Here are a few ideas:

First convert from color to grayscale. It looks like you have fairly good contrast already. There are various methods to perform this conversion; choose the simplest at first: gray = (red + green + blue)/3. Quite often you don't need anything better than that. For some applications, using just the green color plane is sufficient.

If you want the algorithm to operate on black text, but if some images have white or light text on a dark background, reverse the polarity of the grayscale image by swapping grayscale 255 for 0, 254 for 1, and so on until all images have black text on a light-color background. You'll need an algorithm to detect when this is necessary, OR you can run an algorithm on the original grayscale image and on the negative (reversed brightness) image and choose the better result. Keep in mind that the "close" morphological operation has a different meaning for light-on-dark text versus dark-on-light text.

Investigate some adaptive thresholding methods. Using a global Otsu threshold can be problematic--if possible, you should first have some sort of method to detect regions that are likely to be license plates, and then threshold and binarize those regions only. Thresholding an entire image will likely cause trouble.
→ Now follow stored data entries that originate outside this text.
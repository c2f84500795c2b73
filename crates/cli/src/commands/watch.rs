use colored::{ColoredString, Colorize};
use tracing::debug;
use wurm::protocol::Severity;
use wurm::{ClientConfig, ClientEvent, ProbeClient, ProbeResult};

use crate::config::ServerConfig;
use crate::error::{Result, WurmError};

pub async fn execute(config: &ServerConfig, hosts: Vec<String>, url: Option<String>, token: Option<String>) -> Result<()> {
	let url = url.unwrap_or_else(|| format!("ws://{}:{}/", config.host, config.port));
	let token = match token {
		Some(token) => Some(token),
		None => config.token_secret()?,
	};

	let mut client_config = ClientConfig::new(url);
	client_config.token = token;
	client_config.scheduler = config.scheduler_config();

	let (client, mut events) = ProbeClient::new(client_config);
	client.connect();
	for host in &hosts {
		client.start(host);
	}

	let outcome = loop {
		tokio::select! {
			event = events.recv() => match event {
				Some(ClientEvent::AuthRejected) => break Err(WurmError::Config("gateway rejected the token".into())),
				Some(event) => print_event(event),
				None => break Ok(()),
			},
			_ = tokio::signal::ctrl_c() => break Ok(()),
		}
	};

	client.disconnect();
	outcome
}

fn print_event(event: ClientEvent) {
	match event {
		ClientEvent::Connected => eprintln!("{}", "connected".dimmed()),
		ClientEvent::Disconnected => eprintln!("{}", "disconnected, reconnecting".dimmed()),
		ClientEvent::Result(result) => print_result(&result),
		ClientEvent::ProbeFailed { host, probe, error } => {
			println!("{} {} {}", host.bold(), probe, error.red());
		}
		ClientEvent::Error { cmd, error } => eprintln!("{} {cmd}: {error}", "error".red()),
		other => debug!(target = "wurm.client", event = ?other, "ignored event"),
	}
}

fn print_result(result: &ProbeResult) {
	println!("{} {} {}", result.host.bold(), result.probe.cyan(), severity_label(result.severity));
	for line in result.stdout.lines() {
		println!("  {line}");
	}
	for line in result.stderr.lines() {
		println!("  {}", line.yellow());
	}
}

fn severity_label(severity: Severity) -> ColoredString {
	match severity {
		Severity::Ok => severity.as_str().green(),
		Severity::Warning => severity.as_str().yellow(),
		Severity::Critical => severity.as_str().red().bold(),
		Severity::Invalid => severity.as_str().magenta(),
	}
}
Look into the Stroke Width Transform and improvements upon it. The SWT or equivalent can help either with segmentation, or with identifying likely license plate regions, or possibly even with providing edges useful for identification.

Since in your region there are only a few color combinations, you might be able to create some method that would could a template for every possible color combination and then try to find a match at each of several image scales. The license plate might be 400 x 250 pixels, or 100 x 65 pixels, or whatever. For multiscale operations, consider holding an image pyramid in memory. In some cases you can perform an initial match in the smallest image of the pyramid and work your way down. With some modification you could create an image pyramid has a scaling factor of less than 2 from level to level.

Pull the sample images into Photoshop or GIMP and play around with the filters. You may be surprised to find a filter that is helpful.

Whenever possible, work on raw, uncompressed images rather than on JPEGs or other compressed images.

You may not have much of a choice in hardware, but given the fuzzy look of your "LEA 1956" sample, it'd be nice to have more resolution (more pixels per image) and/or sharper optics and/or a raw image instead of a JPEG.

Try to generate the best possible images that you can with pre-processing before your SVM goes to work. Thresholding is often the weak link here. Thresholding and binarization is a common approach, but when you see how noisy a binary image can be you should think very hard whether that is the kind of image you actually want to ... (more)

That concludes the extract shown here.